Determine how many lines in the data below contain "statement" and write only that number.

_Dataset records_
* * *

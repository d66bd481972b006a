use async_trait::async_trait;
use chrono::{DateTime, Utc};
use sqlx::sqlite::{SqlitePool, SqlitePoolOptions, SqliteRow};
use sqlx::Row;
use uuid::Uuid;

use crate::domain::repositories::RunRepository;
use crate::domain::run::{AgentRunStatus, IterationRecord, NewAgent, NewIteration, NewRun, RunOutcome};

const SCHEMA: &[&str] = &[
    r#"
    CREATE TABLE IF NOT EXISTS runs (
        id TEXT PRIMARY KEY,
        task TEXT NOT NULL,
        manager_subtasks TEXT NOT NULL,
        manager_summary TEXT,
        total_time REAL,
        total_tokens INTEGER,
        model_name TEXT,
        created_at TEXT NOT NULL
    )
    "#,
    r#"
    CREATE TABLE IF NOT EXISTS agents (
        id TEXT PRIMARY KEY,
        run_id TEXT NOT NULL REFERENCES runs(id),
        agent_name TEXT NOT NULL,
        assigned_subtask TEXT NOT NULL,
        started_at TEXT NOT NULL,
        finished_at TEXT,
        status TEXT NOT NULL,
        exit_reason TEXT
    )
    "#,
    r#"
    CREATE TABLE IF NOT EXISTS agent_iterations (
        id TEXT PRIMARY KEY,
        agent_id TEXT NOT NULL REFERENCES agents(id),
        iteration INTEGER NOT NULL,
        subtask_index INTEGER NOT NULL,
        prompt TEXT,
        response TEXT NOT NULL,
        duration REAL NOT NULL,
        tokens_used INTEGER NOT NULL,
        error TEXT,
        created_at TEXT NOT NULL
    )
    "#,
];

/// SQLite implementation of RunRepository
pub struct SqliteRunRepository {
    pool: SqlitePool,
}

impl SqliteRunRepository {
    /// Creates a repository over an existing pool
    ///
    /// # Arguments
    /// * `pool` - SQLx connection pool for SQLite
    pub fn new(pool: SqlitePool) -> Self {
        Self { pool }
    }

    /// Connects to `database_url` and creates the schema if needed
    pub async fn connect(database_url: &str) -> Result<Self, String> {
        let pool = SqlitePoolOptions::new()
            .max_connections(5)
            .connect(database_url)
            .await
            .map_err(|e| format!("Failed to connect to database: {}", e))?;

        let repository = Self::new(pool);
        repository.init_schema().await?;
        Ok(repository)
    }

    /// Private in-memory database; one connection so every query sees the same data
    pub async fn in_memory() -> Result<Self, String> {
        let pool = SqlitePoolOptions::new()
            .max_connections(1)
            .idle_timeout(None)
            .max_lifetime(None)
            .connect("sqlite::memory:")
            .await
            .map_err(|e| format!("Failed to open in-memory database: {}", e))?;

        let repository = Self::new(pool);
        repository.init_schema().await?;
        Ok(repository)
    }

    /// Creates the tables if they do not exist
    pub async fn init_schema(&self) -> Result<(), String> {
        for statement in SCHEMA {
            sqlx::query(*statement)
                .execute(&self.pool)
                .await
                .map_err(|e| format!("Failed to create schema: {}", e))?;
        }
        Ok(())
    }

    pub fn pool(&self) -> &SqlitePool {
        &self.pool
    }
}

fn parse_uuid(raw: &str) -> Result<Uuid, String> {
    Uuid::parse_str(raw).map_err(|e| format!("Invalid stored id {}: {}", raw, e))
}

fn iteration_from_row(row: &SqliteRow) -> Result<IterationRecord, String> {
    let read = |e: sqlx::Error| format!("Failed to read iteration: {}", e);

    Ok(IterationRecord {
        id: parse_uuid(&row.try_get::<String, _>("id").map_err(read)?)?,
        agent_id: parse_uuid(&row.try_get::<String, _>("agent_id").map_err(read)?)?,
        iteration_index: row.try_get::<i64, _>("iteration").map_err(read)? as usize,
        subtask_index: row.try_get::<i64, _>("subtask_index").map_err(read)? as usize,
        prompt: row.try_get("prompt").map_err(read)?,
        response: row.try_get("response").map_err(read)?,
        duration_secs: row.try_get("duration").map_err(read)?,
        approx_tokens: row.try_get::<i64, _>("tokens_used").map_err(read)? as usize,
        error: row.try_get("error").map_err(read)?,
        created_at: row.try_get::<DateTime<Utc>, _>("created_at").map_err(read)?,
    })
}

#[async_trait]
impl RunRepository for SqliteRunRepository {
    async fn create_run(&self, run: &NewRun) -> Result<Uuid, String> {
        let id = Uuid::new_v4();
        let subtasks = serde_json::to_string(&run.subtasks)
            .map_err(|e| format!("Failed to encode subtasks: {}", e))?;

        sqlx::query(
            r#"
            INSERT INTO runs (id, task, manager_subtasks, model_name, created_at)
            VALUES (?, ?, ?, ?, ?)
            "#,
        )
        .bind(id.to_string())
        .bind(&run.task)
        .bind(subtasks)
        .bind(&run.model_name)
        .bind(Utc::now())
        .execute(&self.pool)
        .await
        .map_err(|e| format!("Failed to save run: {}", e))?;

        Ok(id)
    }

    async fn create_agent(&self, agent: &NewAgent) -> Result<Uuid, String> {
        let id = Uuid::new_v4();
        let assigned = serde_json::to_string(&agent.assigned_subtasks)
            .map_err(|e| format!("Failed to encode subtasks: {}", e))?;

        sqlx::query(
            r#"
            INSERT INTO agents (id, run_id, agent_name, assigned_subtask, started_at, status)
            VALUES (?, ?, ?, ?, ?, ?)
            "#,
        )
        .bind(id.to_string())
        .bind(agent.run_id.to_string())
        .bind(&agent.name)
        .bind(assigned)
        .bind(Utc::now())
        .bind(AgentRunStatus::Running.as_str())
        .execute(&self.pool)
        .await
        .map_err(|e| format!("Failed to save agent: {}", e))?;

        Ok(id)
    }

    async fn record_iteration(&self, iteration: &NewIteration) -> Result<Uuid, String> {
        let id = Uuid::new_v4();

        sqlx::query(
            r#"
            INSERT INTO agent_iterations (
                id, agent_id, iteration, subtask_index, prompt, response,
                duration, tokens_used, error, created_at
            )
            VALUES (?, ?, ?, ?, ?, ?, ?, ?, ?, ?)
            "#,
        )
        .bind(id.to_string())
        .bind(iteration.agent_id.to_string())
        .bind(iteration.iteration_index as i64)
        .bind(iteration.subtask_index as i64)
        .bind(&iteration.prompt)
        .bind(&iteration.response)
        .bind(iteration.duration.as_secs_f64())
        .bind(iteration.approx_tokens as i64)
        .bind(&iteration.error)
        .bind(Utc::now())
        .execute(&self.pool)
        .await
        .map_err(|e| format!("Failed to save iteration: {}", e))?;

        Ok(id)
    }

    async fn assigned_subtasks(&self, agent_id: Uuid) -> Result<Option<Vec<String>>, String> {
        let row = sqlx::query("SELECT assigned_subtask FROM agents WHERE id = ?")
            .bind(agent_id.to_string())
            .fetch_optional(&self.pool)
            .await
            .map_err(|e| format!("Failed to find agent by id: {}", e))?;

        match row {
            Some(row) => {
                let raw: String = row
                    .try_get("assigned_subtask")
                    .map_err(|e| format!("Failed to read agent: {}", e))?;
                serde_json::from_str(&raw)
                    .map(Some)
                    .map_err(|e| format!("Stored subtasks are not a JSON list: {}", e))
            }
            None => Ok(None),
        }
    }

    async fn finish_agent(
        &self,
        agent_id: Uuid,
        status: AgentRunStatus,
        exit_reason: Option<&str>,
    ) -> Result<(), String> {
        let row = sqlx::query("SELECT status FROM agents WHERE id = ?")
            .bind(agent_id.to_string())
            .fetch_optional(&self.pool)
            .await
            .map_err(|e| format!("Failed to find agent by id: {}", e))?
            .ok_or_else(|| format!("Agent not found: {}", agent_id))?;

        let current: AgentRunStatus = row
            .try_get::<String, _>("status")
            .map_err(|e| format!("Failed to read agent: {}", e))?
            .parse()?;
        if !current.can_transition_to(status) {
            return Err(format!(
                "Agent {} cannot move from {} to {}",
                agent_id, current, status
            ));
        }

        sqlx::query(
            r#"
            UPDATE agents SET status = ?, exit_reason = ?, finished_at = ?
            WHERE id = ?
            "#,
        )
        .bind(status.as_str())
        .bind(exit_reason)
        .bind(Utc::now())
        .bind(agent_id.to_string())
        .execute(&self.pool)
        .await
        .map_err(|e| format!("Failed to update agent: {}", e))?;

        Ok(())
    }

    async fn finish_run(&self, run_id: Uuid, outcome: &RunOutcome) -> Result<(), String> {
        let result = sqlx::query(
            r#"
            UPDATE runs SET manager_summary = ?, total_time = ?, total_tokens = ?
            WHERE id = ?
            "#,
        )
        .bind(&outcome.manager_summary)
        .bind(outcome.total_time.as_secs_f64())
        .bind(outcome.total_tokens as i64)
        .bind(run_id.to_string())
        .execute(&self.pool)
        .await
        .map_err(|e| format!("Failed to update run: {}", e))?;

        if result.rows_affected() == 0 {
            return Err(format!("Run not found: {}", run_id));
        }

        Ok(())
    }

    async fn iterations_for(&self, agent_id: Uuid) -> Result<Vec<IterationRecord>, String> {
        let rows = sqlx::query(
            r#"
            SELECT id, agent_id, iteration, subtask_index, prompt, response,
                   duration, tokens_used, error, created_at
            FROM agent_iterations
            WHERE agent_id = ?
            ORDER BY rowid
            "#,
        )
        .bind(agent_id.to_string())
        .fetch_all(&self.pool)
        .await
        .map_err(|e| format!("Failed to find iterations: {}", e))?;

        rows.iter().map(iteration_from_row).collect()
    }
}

* * *

_Output for this task_
2